• _WHAT IS REQUIRED_
Write the data out again, exactly as given.

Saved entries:
__________
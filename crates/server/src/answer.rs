//! Question answering: cache lookup, prompt, dispatch, normalization, then
//! cache write and record persistence.

use arc_swap::ArcSwap;
use quizgate_core::cache::{AnswerCache, CacheError, Fingerprint};
use quizgate_core::config::Config;
use quizgate_core::error::GatewayError;
use quizgate_core::normalizer::normalize;
use quizgate_core::prompt::build_messages;
use quizgate_core::question::Question;
use quizgate_core::store::{QuestionRecord, QuestionStore, UpsertOutcome};
use quizgate_provider::{DispatchRequest, Dispatcher};
use std::sync::Arc;
use std::time::Duration;

#[derive(Debug, Clone, PartialEq)]
pub struct Answer {
    pub answer: String,
    /// `None` when served from cache.
    pub proxy_name: Option<String>,
    pub model: Option<String>,
    pub cached: bool,
}

pub struct AnswerService {
    config: Arc<ArcSwap<Config>>,
    dispatcher: Arc<Dispatcher>,
    cache: Arc<dyn AnswerCache>,
    store: Arc<dyn QuestionStore>,
}

impl AnswerService {
    pub fn new(
        config: Arc<ArcSwap<Config>>,
        dispatcher: Arc<Dispatcher>,
        cache: Arc<dyn AnswerCache>,
        store: Arc<dyn QuestionStore>,
    ) -> Self {
        Self {
            config,
            dispatcher,
            cache,
            store,
        }
    }

    pub async fn answer(
        &self,
        question: &Question,
        model: Option<String>,
    ) -> Result<Answer, GatewayError> {
        if question.text.trim().is_empty() {
            return Err(GatewayError::BadRequest("question text is empty".to_string()));
        }

        let cache_config = self.config.load().cache.clone();
        let key = Fingerprint::of(question);

        if cache_config.enabled {
            match self.cache.get(&key).await {
                Ok(Some(answer)) if !answer.is_empty() => {
                    tracing::info!(key = %key, "Answer served from cache");
                    return Ok(Answer {
                        answer,
                        proxy_name: None,
                        model: None,
                        cached: true,
                    });
                }
                Ok(_) => {}
                Err(e) => tracing::warn!("Cache lookup failed, treating as miss: {e}"),
            }
        }

        let request = DispatchRequest::new(build_messages(question)).with_model(model);
        let outcome = self.dispatcher.invoke(&request).await?;
        let answer = normalize(&outcome.content, question.question_type());
        tracing::info!(
            proxy = %outcome.proxy_name,
            model = %outcome.model,
            kind = %question.kind,
            "Answer: {answer}"
        );

        if cache_config.enabled
            && let Err(e) = self
                .cache
                .set(key, answer.clone(), Duration::from_secs(cache_config.ttl_secs))
                .await
        {
            tracing::warn!("Cache write failed: {e}");
        }

        match self.store.upsert(QuestionRecord::new(question, &answer)).await {
            Ok(UpsertOutcome::Skipped) => {
                tracing::debug!(kind = %question.kind, "Incomplete question record, not stored");
            }
            Ok(_) => {}
            Err(e) => tracing::warn!("Question store write failed: {e}"),
        }

        Ok(Answer {
            answer,
            proxy_name: Some(outcome.proxy_name),
            model: Some(outcome.model),
            cached: false,
        })
    }

    pub async fn clear_cache(&self) -> Result<usize, CacheError> {
        let cleared = self.cache.clear().await?;
        tracing::info!(cleared, "Answer cache cleared");
        Ok(cleared)
    }

    /// Drop the cached answer for one question.
    pub async fn invalidate(&self, question: &Question) -> Result<bool, CacheError> {
        self.cache.delete(&Fingerprint::of(question)).await
    }

    pub async fn purge_expired(&self) -> Result<usize, CacheError> {
        self.cache.purge_expired().await
    }

    pub async fn cache_len(&self) -> Result<usize, CacheError> {
        self.cache.len().await
    }
}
__________
• _OUTPUT BELOW_
filename crates/server/src/answer.rs
//! Question answering: cache lookup, prompt, dispatch, normalization, then
//! cache write and record persistence.

use arc_swap::ArcSwap;
use quizgate_core::cache::{AnswerCache, CacheError, Fingerprint};
use quizgate_core::config::Config;
use quizgate_core::error::GatewayError;
use quizgate_core::normalizer::normalize;
use quizgate_core::prompt::build_messages;
use quizgate_core::question::Question;
use quizgate_core::store::{QuestionRecord, QuestionStore, UpsertOutcome};
use quizgate_provider::{DispatchRequest, Dispatcher};
use std::sync::Arc;
use std::time::Duration;

#[derive(Debug, Clone, PartialEq)]
pub struct Answer {
    pub answer: String,
    /// `None` when served from cache.
    pub proxy_name: Option<String>,
    pub model: Option<String>,
    pub cached: bool,
}

pub struct AnswerService {
    config: Arc<ArcSwap<Config>>,
    dispatcher: Arc<Dispatcher>,
    cache: Arc<dyn AnswerCache>,
    store: Arc<dyn QuestionStore>,
}

impl AnswerService {
    pub fn new(
        config: Arc<ArcSwap<Config>>,
        dispatcher: Arc<Dispatcher>,
        cache: Arc<dyn AnswerCache>,
        store: Arc<dyn QuestionStore>,
    ) -> Self {
        Self {
            config,
            dispatcher,
            cache,
            store,
        }
    }

    pub async fn answer(
        &self,
        question: &Question,
        model: Option<String>,
    ) -> Result<Answer, GatewayError> {
        if question.text.trim().is_empty() {
            return Err(GatewayError::BadRequest("question text is empty".to_string()));
        }

        let cache_config = self.config.load().cache.clone();
        let key = Fingerprint::of(question);

        if cache_config.enabled {
            match self.cache.get(&key).await {
                Ok(Some(answer)) if !answer.is_empty() => {
                    tracing::info!(key = %key, "Answer served from cache");
                    return Ok(Answer {
                        answer,
                        proxy_name: None,
                        model: None,
                        cached: true,
                    });
                }
                Ok(_) => {}
                Err(e) => tracing::warn!("Cache lookup failed, treating as miss: {e}"),
            }
        }

        let request = DispatchRequest::new(build_messages(question)).with_model(model);
        let outcome = self.dispatcher.invoke(&request).await?;
        let answer = normalize(&outcome.content, question.question_type());
        tracing::info!(
            proxy = %outcome.proxy_name,
            model = %outcome.model,
            kind = %question.kind,
            "Answer: {answer}"
        );

        if cache_config.enabled
            && let Err(e) = self
                .cache
                .set(key, answer.clone(), Duration::from_secs(cache_config.ttl_secs))
                .await
        {
            tracing::warn!("Cache write failed: {e}");
        }

        match self.store.upsert(QuestionRecord::new(question, &answer)).await {
            Ok(UpsertOutcome::Skipped) => {
                tracing::debug!(kind = %question.kind, "Incomplete question record, not stored");
            }
            Ok(_) => {}
            Err(e) => tracing::warn!("Question store write failed: {e}"),
        }

        Ok(Answer {
            answer,
            proxy_name: Some(outcome.proxy_name),
            model: Some(outcome.model),
            cached: false,
        })
    }

    pub async fn clear_cache(&self) -> Result<usize, CacheError> {
        let cleared = self.cache.clear().await?;
        tracing::info!(cleared, "Answer cache cleared");
        Ok(cleared)
    }

    /// Drop the cached answer for one question.
    pub async fn invalidate(&self, question: &Question) -> Result<bool, CacheError> {
        self.cache.delete(&Fingerprint::of(question)).await
    }

    pub async fn purge_expired(&self) -> Result<usize, CacheError> {
        self.cache.purge_expired().await
    }

    pub async fn cache_len(&self) -> Result<usize, CacheError> {
        self.cache.len().await
    }
}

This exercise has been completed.